> **Brief**: Where "Option" occurs in a line of the entries below, copy that line.

> **Information**:

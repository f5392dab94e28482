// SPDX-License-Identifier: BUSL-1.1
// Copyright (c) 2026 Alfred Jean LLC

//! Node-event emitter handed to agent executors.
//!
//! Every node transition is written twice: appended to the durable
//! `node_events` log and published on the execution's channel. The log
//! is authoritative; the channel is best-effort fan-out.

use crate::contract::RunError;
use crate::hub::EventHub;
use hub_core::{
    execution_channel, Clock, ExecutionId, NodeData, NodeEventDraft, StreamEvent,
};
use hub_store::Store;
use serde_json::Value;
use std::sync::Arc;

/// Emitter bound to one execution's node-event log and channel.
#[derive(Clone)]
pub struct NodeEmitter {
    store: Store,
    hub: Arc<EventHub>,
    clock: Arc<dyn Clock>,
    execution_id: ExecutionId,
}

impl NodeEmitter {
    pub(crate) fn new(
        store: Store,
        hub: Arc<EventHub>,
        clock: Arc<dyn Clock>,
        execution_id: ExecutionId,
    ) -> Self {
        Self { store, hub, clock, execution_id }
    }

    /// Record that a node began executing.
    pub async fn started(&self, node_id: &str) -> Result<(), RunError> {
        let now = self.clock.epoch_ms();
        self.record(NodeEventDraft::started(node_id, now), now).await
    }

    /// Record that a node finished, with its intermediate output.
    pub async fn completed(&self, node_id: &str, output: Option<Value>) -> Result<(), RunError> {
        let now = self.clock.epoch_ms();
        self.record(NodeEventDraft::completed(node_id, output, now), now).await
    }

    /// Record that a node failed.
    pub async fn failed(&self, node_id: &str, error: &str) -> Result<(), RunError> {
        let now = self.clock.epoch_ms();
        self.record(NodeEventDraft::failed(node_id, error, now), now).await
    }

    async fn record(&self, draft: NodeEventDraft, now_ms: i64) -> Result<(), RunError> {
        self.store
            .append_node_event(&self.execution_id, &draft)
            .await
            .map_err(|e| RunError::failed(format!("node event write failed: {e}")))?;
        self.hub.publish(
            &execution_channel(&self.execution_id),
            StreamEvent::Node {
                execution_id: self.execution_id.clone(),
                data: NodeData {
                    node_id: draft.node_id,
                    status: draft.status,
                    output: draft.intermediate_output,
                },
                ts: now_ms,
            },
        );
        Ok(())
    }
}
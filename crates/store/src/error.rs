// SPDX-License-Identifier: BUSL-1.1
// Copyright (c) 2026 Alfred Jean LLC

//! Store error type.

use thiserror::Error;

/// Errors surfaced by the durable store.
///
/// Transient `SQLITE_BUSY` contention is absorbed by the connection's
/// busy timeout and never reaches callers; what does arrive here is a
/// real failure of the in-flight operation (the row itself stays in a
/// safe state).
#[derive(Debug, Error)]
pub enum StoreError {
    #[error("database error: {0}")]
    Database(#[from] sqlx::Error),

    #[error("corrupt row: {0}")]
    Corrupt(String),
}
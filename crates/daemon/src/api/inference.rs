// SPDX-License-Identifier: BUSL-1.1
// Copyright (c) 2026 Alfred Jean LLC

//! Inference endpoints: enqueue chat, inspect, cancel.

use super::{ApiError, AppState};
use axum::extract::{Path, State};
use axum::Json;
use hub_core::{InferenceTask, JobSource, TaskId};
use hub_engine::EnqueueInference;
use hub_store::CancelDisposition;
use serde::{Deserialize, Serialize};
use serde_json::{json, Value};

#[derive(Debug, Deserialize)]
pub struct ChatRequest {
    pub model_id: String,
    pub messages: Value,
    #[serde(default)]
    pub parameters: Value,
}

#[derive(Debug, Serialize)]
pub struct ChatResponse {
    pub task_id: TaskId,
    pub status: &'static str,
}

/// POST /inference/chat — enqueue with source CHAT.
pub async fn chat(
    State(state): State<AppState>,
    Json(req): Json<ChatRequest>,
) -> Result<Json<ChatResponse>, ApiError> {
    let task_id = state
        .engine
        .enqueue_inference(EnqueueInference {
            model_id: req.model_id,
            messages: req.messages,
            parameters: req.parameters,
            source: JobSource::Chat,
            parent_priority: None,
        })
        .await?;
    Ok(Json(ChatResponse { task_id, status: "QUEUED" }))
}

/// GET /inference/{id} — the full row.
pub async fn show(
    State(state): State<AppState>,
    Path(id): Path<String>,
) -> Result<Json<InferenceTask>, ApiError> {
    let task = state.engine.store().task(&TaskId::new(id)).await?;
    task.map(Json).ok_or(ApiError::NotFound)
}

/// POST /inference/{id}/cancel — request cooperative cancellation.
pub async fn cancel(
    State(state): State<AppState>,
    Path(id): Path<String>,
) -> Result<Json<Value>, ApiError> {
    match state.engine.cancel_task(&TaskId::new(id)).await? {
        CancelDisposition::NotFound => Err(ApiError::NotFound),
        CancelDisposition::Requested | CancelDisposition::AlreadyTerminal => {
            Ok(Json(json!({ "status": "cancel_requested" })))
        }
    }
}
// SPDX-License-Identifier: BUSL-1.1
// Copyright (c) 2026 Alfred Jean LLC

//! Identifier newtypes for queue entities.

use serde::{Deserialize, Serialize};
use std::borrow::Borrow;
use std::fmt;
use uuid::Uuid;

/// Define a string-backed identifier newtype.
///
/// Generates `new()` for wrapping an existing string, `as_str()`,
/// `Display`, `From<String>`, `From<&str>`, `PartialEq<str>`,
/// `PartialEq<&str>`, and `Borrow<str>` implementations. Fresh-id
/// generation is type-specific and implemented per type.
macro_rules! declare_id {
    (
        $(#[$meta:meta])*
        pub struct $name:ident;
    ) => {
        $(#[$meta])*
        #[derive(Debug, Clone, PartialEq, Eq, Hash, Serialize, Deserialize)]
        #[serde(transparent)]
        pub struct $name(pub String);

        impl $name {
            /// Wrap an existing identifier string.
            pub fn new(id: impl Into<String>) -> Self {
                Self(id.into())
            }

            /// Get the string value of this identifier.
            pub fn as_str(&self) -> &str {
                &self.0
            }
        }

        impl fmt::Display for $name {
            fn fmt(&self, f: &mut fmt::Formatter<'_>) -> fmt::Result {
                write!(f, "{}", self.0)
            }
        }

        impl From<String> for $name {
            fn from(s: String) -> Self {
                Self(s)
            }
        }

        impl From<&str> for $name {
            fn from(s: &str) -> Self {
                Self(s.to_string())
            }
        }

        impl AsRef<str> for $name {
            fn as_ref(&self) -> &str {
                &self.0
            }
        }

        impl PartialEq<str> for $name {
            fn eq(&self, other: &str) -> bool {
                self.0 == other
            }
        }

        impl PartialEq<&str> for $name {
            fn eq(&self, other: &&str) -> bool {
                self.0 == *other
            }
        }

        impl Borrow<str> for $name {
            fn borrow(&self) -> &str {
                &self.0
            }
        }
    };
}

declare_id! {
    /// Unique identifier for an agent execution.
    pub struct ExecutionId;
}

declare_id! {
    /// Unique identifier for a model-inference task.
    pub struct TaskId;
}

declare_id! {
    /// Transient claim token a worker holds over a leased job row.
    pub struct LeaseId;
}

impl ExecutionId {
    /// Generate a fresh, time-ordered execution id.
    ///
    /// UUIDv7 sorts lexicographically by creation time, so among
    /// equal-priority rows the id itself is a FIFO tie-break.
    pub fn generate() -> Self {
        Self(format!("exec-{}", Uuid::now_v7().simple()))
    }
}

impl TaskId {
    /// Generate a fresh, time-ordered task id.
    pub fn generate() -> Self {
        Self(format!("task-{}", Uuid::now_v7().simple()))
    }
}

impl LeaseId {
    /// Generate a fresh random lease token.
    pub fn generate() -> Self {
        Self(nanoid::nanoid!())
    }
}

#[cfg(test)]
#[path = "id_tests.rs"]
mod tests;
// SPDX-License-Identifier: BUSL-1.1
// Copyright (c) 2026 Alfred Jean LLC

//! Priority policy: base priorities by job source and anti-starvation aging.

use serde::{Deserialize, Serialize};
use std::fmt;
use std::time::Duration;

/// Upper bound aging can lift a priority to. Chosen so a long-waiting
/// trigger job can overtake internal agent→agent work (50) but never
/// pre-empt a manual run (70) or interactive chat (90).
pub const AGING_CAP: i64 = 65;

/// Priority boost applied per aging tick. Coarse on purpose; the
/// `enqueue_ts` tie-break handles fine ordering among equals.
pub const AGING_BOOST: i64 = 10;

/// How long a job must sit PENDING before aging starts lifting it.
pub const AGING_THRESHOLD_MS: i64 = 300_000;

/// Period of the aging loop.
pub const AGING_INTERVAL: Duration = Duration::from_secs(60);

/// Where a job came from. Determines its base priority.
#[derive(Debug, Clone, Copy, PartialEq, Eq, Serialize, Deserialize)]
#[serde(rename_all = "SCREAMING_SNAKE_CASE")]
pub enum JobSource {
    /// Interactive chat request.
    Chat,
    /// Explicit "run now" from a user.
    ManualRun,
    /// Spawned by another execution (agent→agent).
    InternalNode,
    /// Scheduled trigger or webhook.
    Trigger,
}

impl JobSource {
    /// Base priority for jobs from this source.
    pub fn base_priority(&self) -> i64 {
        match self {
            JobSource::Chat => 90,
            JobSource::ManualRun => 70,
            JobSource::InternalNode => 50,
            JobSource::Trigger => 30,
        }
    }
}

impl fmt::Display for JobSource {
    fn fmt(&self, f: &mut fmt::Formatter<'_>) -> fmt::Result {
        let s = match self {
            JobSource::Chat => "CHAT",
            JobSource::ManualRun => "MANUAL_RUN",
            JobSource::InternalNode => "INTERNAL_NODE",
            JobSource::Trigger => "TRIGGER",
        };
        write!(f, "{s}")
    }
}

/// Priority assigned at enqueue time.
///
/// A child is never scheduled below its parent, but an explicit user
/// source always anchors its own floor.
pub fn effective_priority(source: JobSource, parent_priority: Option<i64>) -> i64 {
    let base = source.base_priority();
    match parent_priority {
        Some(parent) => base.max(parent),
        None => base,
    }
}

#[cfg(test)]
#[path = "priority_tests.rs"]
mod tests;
...
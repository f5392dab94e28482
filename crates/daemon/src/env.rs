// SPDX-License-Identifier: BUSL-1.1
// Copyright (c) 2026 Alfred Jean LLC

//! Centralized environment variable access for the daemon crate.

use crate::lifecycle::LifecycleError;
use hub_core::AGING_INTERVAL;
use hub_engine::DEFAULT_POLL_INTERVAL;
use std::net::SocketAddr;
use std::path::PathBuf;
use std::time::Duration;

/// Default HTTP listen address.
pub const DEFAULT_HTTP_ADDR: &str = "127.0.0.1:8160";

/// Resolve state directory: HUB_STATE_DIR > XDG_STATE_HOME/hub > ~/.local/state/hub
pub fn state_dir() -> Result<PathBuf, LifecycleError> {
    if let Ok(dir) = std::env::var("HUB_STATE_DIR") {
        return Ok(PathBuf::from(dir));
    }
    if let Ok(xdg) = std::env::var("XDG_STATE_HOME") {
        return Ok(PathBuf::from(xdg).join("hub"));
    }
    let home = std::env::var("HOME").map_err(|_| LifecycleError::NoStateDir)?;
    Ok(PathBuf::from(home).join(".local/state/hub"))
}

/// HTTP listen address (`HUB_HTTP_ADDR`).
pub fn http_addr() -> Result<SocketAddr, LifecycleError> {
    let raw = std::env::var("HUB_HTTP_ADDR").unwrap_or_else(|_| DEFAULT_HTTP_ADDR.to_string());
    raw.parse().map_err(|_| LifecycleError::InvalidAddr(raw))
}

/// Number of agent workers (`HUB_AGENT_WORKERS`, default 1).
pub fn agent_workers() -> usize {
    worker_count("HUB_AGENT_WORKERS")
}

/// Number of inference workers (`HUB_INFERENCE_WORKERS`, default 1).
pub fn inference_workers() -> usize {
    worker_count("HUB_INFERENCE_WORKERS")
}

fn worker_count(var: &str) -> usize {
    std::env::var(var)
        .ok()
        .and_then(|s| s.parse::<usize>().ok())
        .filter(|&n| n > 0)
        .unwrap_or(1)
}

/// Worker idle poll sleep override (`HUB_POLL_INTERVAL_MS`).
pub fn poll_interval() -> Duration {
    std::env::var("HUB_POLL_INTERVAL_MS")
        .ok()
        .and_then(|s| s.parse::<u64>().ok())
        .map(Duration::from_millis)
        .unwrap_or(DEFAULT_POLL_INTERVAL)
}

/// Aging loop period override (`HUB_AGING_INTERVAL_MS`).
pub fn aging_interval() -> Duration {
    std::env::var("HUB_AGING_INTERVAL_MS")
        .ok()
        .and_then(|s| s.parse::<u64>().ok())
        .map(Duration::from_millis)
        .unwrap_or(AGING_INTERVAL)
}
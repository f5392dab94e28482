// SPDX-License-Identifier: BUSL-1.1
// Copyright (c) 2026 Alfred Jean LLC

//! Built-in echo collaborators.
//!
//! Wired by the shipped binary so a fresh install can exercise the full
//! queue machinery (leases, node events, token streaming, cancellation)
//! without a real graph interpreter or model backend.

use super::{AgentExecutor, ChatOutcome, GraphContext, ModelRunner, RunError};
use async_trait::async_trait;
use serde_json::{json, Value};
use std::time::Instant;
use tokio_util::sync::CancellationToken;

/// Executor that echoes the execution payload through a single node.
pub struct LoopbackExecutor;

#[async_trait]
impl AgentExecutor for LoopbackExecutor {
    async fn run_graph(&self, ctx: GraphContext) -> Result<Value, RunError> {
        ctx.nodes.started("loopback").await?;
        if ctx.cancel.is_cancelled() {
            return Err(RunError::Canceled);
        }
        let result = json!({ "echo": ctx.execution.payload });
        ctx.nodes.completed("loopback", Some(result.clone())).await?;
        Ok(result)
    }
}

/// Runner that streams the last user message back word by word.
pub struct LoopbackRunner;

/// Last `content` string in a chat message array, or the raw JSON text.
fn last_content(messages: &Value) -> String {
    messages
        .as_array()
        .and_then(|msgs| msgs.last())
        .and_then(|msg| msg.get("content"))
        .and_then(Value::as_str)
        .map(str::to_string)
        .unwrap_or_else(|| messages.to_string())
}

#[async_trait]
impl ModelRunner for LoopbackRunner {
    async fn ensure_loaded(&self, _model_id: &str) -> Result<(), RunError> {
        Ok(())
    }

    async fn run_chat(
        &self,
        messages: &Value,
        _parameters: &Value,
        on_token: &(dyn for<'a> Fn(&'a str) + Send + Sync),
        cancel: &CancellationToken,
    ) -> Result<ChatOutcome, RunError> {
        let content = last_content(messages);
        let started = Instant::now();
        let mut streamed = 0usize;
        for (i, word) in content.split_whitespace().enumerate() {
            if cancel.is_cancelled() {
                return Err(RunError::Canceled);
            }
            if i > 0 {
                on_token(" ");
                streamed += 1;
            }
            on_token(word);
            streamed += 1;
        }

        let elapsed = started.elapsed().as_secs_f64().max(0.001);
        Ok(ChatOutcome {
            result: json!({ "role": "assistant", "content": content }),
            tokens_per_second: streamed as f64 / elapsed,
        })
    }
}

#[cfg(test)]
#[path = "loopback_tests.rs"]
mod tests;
--
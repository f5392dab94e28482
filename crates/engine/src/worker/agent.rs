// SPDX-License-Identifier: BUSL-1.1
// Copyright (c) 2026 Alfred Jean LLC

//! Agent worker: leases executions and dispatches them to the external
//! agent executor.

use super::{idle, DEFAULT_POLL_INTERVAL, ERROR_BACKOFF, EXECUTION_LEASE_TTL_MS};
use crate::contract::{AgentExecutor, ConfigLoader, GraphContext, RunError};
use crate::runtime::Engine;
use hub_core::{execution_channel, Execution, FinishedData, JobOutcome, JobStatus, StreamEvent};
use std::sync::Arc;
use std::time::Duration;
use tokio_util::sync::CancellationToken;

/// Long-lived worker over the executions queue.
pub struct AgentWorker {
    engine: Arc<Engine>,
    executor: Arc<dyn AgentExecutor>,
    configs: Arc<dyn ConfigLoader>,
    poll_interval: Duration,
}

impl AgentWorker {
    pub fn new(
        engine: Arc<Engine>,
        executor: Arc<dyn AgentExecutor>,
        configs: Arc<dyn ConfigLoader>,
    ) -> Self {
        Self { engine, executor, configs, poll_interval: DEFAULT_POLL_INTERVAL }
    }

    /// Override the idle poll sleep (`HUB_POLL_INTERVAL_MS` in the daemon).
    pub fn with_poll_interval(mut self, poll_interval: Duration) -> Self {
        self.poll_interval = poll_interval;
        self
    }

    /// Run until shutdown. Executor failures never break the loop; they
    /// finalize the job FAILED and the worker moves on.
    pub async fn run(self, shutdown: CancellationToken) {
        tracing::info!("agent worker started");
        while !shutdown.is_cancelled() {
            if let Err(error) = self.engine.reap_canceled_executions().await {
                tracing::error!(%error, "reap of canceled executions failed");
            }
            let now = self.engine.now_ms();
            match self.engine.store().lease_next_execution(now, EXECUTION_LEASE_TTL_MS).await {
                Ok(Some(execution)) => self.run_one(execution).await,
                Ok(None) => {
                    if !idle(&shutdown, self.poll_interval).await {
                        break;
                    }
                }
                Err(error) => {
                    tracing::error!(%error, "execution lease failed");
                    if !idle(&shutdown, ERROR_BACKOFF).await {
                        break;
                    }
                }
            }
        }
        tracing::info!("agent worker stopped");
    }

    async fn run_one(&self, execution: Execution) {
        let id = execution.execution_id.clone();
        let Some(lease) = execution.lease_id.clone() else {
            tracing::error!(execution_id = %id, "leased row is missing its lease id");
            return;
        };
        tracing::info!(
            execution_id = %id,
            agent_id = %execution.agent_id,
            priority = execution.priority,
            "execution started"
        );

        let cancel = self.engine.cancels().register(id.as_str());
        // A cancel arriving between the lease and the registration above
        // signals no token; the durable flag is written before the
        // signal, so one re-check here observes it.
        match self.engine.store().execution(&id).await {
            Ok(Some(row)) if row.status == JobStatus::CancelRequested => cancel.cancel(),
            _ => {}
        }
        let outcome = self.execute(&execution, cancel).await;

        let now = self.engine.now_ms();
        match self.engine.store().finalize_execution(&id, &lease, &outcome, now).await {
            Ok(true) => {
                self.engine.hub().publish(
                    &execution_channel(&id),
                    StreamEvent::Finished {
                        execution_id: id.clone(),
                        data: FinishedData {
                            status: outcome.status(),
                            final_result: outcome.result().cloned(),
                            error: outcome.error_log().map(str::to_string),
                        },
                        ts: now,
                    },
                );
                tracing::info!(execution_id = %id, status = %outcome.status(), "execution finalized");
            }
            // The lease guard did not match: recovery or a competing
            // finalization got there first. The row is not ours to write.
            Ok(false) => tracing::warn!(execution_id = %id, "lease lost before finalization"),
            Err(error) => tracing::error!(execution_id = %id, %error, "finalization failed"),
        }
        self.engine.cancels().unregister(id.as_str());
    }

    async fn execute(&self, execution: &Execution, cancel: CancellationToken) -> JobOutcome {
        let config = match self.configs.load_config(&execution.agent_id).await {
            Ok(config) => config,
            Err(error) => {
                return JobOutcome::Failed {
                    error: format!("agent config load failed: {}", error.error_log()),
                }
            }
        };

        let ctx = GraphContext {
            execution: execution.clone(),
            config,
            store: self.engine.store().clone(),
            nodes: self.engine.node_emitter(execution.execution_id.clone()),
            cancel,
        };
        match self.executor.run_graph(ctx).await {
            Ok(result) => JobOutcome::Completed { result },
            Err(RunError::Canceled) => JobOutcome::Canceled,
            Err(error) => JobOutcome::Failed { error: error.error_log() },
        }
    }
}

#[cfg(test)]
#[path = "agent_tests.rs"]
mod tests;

> **Result of this exercise**:
    pub async fn completed(&self, node_id: &str, output: Option<Value>) -> Result<(), RunError> {
pub fn effective_priority(source: JobSource, parent_priority: Option<i64>) -> i64 {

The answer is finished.